Items from a data source:
# # # #

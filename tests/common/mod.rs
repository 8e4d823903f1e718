#![allow(dead_code)]

use actix_web::body::MessageBody;
use actix_web::dev::ServiceResponse;
use actix_web::http::header;
use actix_web::test;
use scraper::{Html, Selector};

use productos::error::AppError;
use productos::storage::SqlStorage;

pub struct TestContext {
    pub storage: SqlStorage,
}

/// Fresh in-memory database with the schema and `fixture_sql` loaded.
pub async fn setup_test_context(fixture_sql: &str) -> Result<TestContext, AppError> {
    let storage = SqlStorage::open_in_memory()?;

    storage
        .execute_batch(include_str!("../../src/sql/schema/sqlite/00_table_drop.sql").to_string())
        .await?;

    let schema = [
        include_str!("../../src/sql/schema/sqlite/00_producto.sql"),
        include_str!("../../src/sql/schema/sqlite/01_embarque.sql"),
        include_str!("../../src/sql/schema/sqlite/02_embarque_productos.sql"),
    ]
    .join("\n");
    storage.execute_batch(schema).await?;

    if !fixture_sql.is_empty() {
        storage.execute_batch(fixture_sql.to_string()).await?;
    }

    Ok(TestContext { storage })
}

pub async fn read_html<B: MessageBody>(resp: ServiceResponse<B>) -> Html {
    let body = test::read_body(resp).await;
    let body_str = String::from_utf8(body.to_vec()).expect("response should be UTF-8");
    Html::parse_document(&body_str)
}

pub fn location<B>(resp: &ServiceResponse<B>) -> String {
    resp.headers()
        .get(header::LOCATION)
        .expect("redirect should carry a Location header")
        .to_str()
        .expect("Location should be ascii")
        .to_string()
}

pub fn texts(doc: &Html, selector: &str) -> Vec<String> {
    let selector = Selector::parse(selector).expect("valid selector");
    doc.select(&selector)
        .map(|e| e.text().collect::<String>().trim().to_string())
        .collect()
}

pub fn attrs(doc: &Html, selector: &str, attr: &str) -> Vec<String> {
    let selector = Selector::parse(selector).expect("valid selector");
    doc.select(&selector)
        .filter_map(|e| e.value().attr(attr).map(ToString::to_string))
        .collect()
}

# # # #

TASK DETAILS:
In the records above, find the line with "let body = test::read_body(resp).await;"; write out exactly that line and each one after it, stopping after the line with "resp.headers()".

THE ANSWER:
    let body = test::read_body(resp).await;
    let body_str = String::from_utf8(body.to_vec()).expect("response should be UTF-8");
    Html::parse_document(&body_str)
}

pub fn location<B>(resp: &ServiceResponse<B>) -> String {
    resp.headers()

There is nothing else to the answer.